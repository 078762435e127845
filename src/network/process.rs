//! Process terms: a procedure table plus the current behaviour

use super::behaviour::{Behaviour, Renaming};
use crate::error::NetworkError;
use std::collections::{BTreeMap, BTreeSet};
use std::collections::hash_map::DefaultHasher;
use std::fmt::{self, Display, Formatter};
use std::hash::{Hash, Hasher};
use std::sync::Arc;

/// A procedure local to one process
#[derive(Debug, Clone, PartialEq, Eq, Hash)]
pub struct Procedure {
    /// Process-name parameters, substituted by the call arguments on unfolding
    pub parameters: Vec<String>,
    /// Procedure body
    pub body: Arc<Behaviour>,
}

/// One process of a network
///
/// The procedure table is shared between copies of a term; only `main`
/// changes as the process advances.
#[derive(Debug, Clone, PartialEq, Eq, Hash)]
pub struct ProcessTerm {
    pub(crate) procedures: Arc<BTreeMap<String, Procedure>>,
    pub(crate) main: Arc<Behaviour>,
}

enum UnfoldFailure {
    Undefined(String),
    Arity {
        procedure: String,
        expected: usize,
        found: usize,
    },
    Unguarded(String),
}

impl UnfoldFailure {
    fn into_error(self, process: &str) -> NetworkError {
        let process = process.to_string();
        match self {
            UnfoldFailure::Undefined(procedure) => NetworkError::UndefinedProcedure { process, procedure },
            UnfoldFailure::Arity {
                procedure,
                expected,
                found,
            } => NetworkError::ArityMismatch {
                process,
                procedure,
                expected,
                found,
            },
            UnfoldFailure::Unguarded(procedure) => NetworkError::UnguardedRecursion { process, procedure },
        }
    }
}

impl ProcessTerm {
    /// Creates a process term without procedures.
    pub fn new(main: Behaviour) -> Self {
        ProcessTerm {
            procedures: Arc::new(BTreeMap::new()),
            main: Arc::new(main),
        }
    }

    /// Adds a procedure definition, replacing any previous one of that name.
    pub fn with_procedure<P: Into<String>>(
        mut self,
        name: impl Into<String>,
        parameters: impl IntoIterator<Item = P>,
        body: Behaviour,
    ) -> Self {
        let procedure = Procedure {
            parameters: parameters.into_iter().map(Into::into).collect(),
            body: Arc::new(body),
        };
        Arc::make_mut(&mut self.procedures).insert(name.into(), procedure);
        self
    }

    /// The behaviour the process is about to perform.
    pub fn main(&self) -> &Behaviour {
        &self.main
    }

    /// Procedures available to this process, by name.
    pub fn procedures(&self) -> &BTreeMap<String, Procedure> {
        &self.procedures
    }

    /// This term with the process references of `main` renamed.
    pub(crate) fn renamed(&self, renaming: &Renaming) -> Self {
        self.with_main(Behaviour::renamed(&self.main, renaming))
    }

    /// Fingerprint of the term's structure with every process name left out.
    ///
    /// Terms that differ only by a renaming of processes share a shape.
    pub(crate) fn shape(&self) -> u64 {
        let mut hasher = DefaultHasher::new();
        self.main.hash_shape(&mut hasher);
        for (name, procedure) in self.procedures.iter() {
            name.hash(&mut hasher);
            procedure.parameters.len().hash(&mut hasher);
            procedure.body.hash_shape(&mut hasher);
        }
        hasher.finish()
    }

    pub(crate) fn with_main(&self, main: Arc<Behaviour>) -> Self {
        ProcessTerm {
            procedures: Arc::clone(&self.procedures),
            main,
        }
    }

    /// Replace a main that is a procedure call by the procedure's body,
    /// repeatedly, until the main is some other behaviour.
    ///
    /// `process` names this term in errors.
    pub fn unfold(&self, process: &str) -> Result<ProcessTerm, NetworkError> {
        match &*self.main {
            Behaviour::Call { .. } => {}
            _ => return Ok(self.clone()),
        }
        let main = self.expand_main().map_err(|failure| failure.into_error(process))?;
        Ok(self.with_main(main))
    }

    fn expand_main(&self) -> Result<Arc<Behaviour>, UnfoldFailure> {
        let mut main = Arc::clone(&self.main);
        let mut visited = BTreeSet::new();
        while let Behaviour::Call {
            procedure,
            arguments,
        } = &*main
        {
            if !visited.insert(procedure.clone()) {
                return Err(UnfoldFailure::Unguarded(procedure.clone()));
            }
            let definition = self
                .procedures
                .get(procedure)
                .ok_or_else(|| UnfoldFailure::Undefined(procedure.clone()))?;
            if arguments.len() != definition.parameters.len() {
                return Err(UnfoldFailure::Arity {
                    procedure: procedure.clone(),
                    expected: definition.parameters.len(),
                    found: arguments.len(),
                });
            }

            let substitution: Renaming = definition
                .parameters
                .iter()
                .cloned()
                .zip(arguments.iter().cloned())
                .collect();
            let next = Behaviour::renamed(&definition.body, &substitution);
            main = next;
        }
        Ok(main)
    }

    /// Check whether this process has no actions left, looking through calls.
    ///
    /// A call that cannot be unfolded does not count as terminated.
    pub fn is_terminated(&self) -> bool {
        match self.expand_main() {
            Ok(main) => matches!(*main, Behaviour::Terminate),
            Err(_) => false,
        }
    }

    /// Every name referred to by `main` or by any procedure body.
    pub fn mentioned_processes(&self) -> BTreeSet<String> {
        let mut mentioned = BTreeSet::new();
        self.main.mentioned_processes(&mut mentioned);
        for procedure in self.procedures.values() {
            procedure.body.mentioned_processes(&mut mentioned);
        }
        mentioned
    }
}

impl Display for ProcessTerm {
    fn fmt(&self, f: &mut Formatter<'_>) -> fmt::Result {
        write!(f, "{{")?;
        for (name, procedure) in self.procedures.iter() {
            write!(f, "def {}", name)?;
            if !procedure.parameters.is_empty() {
                write!(f, "({})", procedure.parameters.join(", "))?;
            }
            write!(f, " {{{}}} ", procedure.body)?;
        }
        write!(f, "main {{{}}}}}", self.main)
    }
}

#[cfg(test)]
mod tests {
    use super::*;

    fn looping() -> ProcessTerm {
        ProcessTerm::new(Behaviour::call("X", ["q"])).with_procedure(
            "X",
            ["r"],
            Behaviour::send("r", "e", Behaviour::call("X", ["r"])),
        )
    }

    #[test]
    fn test_unfold_substitutes_parameters() {
        let unfolded = looping().unfold("p").unwrap();
        assert_eq!(
            *unfolded.main(),
            Behaviour::send("q", "e", Behaviour::call("X", ["q"]))
        );
        assert_eq!(unfolded.procedures(), looping().procedures());
    }

    #[test]
    fn test_unfold_non_call_is_identity() {
        let term = ProcessTerm::new(Behaviour::receive("q", Behaviour::Terminate));
        assert_eq!(term.unfold("p").unwrap(), term);
    }

    #[test]
    fn test_unfold_errors() {
        let undefined = ProcessTerm::new(Behaviour::call("Y", Vec::<String>::new()));
        assert_eq!(
            undefined.unfold("p"),
            Err(NetworkError::UndefinedProcedure {
                process: "p".into(),
                procedure: "Y".into()
            })
        );

        let unguarded = ProcessTerm::new(Behaviour::call("X", Vec::<String>::new())).with_procedure(
            "X",
            Vec::<String>::new(),
            Behaviour::call("X", Vec::<String>::new()),
        );
        assert!(matches!(
            unguarded.unfold("p"),
            Err(NetworkError::UnguardedRecursion { .. })
        ));

        let arity = ProcessTerm::new(Behaviour::call("X", ["a", "b"]))
            .with_procedure("X", ["a"], Behaviour::Terminate);
        assert!(matches!(
            arity.unfold("p"),
            Err(NetworkError::ArityMismatch {
                expected: 1,
                found: 2,
                ..
            })
        ));
    }

    #[test]
    fn test_is_terminated_through_calls() {
        let term = ProcessTerm::new(Behaviour::call("Done", Vec::<String>::new())).with_procedure(
            "Done",
            Vec::<String>::new(),
            Behaviour::Terminate,
        );
        assert!(term.is_terminated());
        assert!(!looping().is_terminated());
        assert!(ProcessTerm::new(Behaviour::Terminate).is_terminated());
    }

    #[test]
    fn test_shape_ignores_process_names() {
        let term = |peer: &str| {
            ProcessTerm::new(Behaviour::send(peer, "e", Behaviour::receive(peer, Behaviour::Terminate)))
        };
        assert_eq!(term("q").shape(), term("r").shape());
        assert_ne!(term("q").shape(), ProcessTerm::new(Behaviour::send("q", "e", Behaviour::Terminate)).shape());

        let renaming: Renaming = [("q".to_string(), "r".to_string())].into_iter().collect();
        assert_eq!(term("q").renamed(&renaming), term("r"));
    }

    #[test]
    fn test_display() {
        assert_eq!(
            looping().to_string(),
            "{def X(r) {r!<e>; X(r)} main {X(q)}}"
        );
    }
}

§ **Exercise objective**
After locating the line with "pub(crate) fn with_main(&self, main: Arc<Behaviour>)" in the material above, return it and each line after it exactly, ending at the line with "if arguments.len() != definition.parameters.len()".

§ **Solution for this task**
    pub(crate) fn with_main(&self, main: Arc<Behaviour>) -> Self {
        ProcessTerm {
            procedures: Arc::clone(&self.procedures),
            main,
        }
    }

    /// Replace a main that is a procedure call by the procedure's body,
    /// repeatedly, until the main is some other behaviour.
    ///
    /// `process` names this term in errors.
    pub fn unfold(&self, process: &str) -> Result<ProcessTerm, NetworkError> {
        match &*self.main {
            Behaviour::Call { .. } => {}
            _ => return Ok(self.clone()),
        }
        let main = self.expand_main().map_err(|failure| failure.into_error(process))?;
        Ok(self.with_main(main))
    }

    fn expand_main(&self) -> Result<Arc<Behaviour>, UnfoldFailure> {
        let mut main = Arc::clone(&self.main);
        let mut visited = BTreeSet::new();
        while let Behaviour::Call {
            procedure,
            arguments,
        } = &*main
        {
            if !visited.insert(procedure.clone()) {
                return Err(UnfoldFailure::Unguarded(procedure.clone()));
            }
            let definition = self
                .procedures
                .get(procedure)
                .ok_or_else(|| UnfoldFailure::Undefined(procedure.clone()))?;
            if arguments.len() != definition.parameters.len() {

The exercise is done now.